───── SOURCE DATA ─────

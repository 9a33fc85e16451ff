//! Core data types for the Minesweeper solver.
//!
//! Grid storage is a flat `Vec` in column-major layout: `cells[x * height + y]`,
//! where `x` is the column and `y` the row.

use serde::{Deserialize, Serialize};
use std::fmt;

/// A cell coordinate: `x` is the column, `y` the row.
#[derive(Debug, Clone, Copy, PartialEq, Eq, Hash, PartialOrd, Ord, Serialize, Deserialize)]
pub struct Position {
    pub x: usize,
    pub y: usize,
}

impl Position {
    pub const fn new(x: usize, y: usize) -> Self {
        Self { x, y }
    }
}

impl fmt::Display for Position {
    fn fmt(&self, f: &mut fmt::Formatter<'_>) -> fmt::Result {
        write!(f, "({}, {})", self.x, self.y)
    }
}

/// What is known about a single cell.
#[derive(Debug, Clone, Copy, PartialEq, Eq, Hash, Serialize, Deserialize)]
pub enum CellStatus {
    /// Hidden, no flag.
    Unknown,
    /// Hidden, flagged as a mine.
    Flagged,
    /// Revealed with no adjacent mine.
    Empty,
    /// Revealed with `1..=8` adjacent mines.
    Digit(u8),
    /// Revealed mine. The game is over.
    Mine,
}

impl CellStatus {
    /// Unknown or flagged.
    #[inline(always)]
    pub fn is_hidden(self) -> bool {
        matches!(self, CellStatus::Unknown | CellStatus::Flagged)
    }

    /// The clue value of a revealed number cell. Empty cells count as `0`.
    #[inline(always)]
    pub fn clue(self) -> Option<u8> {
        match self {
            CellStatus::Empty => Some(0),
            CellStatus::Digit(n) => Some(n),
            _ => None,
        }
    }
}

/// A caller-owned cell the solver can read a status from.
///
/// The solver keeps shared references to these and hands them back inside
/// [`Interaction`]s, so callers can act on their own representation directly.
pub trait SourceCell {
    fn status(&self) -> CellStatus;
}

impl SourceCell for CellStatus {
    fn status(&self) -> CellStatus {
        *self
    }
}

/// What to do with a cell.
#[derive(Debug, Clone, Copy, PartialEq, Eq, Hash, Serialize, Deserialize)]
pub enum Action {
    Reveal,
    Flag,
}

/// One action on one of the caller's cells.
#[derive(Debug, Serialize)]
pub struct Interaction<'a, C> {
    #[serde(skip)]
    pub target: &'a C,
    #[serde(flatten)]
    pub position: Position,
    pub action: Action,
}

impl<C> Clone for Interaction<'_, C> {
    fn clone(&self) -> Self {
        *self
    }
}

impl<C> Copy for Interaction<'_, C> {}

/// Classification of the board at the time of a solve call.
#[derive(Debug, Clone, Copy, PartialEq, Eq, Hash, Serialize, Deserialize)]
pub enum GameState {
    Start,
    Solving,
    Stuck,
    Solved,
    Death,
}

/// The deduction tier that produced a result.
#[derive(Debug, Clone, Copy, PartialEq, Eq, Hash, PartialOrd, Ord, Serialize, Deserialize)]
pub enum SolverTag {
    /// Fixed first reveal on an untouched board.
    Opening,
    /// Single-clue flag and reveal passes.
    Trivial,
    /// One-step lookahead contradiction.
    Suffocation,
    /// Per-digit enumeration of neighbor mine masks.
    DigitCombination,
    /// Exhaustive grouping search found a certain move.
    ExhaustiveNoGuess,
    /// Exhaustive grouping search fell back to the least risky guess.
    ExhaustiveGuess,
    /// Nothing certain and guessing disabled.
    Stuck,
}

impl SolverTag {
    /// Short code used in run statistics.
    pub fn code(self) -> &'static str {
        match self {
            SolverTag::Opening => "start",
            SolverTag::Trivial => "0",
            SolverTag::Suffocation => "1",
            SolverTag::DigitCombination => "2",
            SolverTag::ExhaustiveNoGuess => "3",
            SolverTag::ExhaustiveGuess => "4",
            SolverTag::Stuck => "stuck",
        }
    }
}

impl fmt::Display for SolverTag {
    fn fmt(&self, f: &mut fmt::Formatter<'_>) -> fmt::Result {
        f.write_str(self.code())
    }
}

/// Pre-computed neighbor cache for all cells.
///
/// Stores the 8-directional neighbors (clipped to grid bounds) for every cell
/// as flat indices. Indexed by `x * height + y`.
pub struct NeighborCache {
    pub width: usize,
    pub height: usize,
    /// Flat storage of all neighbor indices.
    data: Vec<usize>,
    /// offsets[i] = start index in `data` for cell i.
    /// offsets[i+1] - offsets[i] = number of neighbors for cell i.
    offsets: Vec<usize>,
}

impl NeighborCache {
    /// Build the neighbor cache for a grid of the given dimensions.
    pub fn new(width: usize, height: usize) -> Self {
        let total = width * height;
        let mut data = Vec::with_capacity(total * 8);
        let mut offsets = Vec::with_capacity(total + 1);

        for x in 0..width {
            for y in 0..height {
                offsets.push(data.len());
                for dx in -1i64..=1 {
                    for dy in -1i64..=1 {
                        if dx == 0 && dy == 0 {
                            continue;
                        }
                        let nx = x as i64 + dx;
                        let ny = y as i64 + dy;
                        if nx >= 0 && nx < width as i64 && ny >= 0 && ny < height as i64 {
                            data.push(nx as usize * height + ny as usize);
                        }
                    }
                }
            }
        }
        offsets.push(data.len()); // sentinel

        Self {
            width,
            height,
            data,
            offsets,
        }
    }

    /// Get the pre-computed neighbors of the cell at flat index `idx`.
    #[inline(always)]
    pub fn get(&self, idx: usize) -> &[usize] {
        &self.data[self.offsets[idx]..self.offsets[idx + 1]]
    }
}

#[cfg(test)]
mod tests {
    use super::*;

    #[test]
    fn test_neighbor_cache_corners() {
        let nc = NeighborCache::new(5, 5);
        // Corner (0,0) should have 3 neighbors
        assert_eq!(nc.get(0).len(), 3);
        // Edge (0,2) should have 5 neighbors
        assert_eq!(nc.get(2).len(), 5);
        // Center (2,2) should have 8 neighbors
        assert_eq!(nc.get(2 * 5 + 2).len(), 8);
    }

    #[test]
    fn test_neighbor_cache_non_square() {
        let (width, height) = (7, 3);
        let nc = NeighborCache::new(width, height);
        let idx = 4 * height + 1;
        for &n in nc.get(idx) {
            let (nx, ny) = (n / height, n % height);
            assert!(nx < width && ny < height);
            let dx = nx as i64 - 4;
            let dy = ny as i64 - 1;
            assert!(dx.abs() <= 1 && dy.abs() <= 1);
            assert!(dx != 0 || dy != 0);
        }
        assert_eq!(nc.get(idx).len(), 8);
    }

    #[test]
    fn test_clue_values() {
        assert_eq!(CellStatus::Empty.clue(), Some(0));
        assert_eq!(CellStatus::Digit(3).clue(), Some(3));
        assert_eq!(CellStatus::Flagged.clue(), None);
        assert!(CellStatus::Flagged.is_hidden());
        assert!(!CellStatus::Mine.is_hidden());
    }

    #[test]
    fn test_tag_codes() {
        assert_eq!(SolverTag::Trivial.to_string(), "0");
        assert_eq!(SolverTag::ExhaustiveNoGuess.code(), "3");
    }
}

─────

### TASK TO CARRY OUT:
The answer should be all lines from the entries above that hold the word "indices".

### EXPECTED OUTPUT:
/// as flat indices. Indexed by `x * height + y`.
    /// Flat storage of all neighbor indices.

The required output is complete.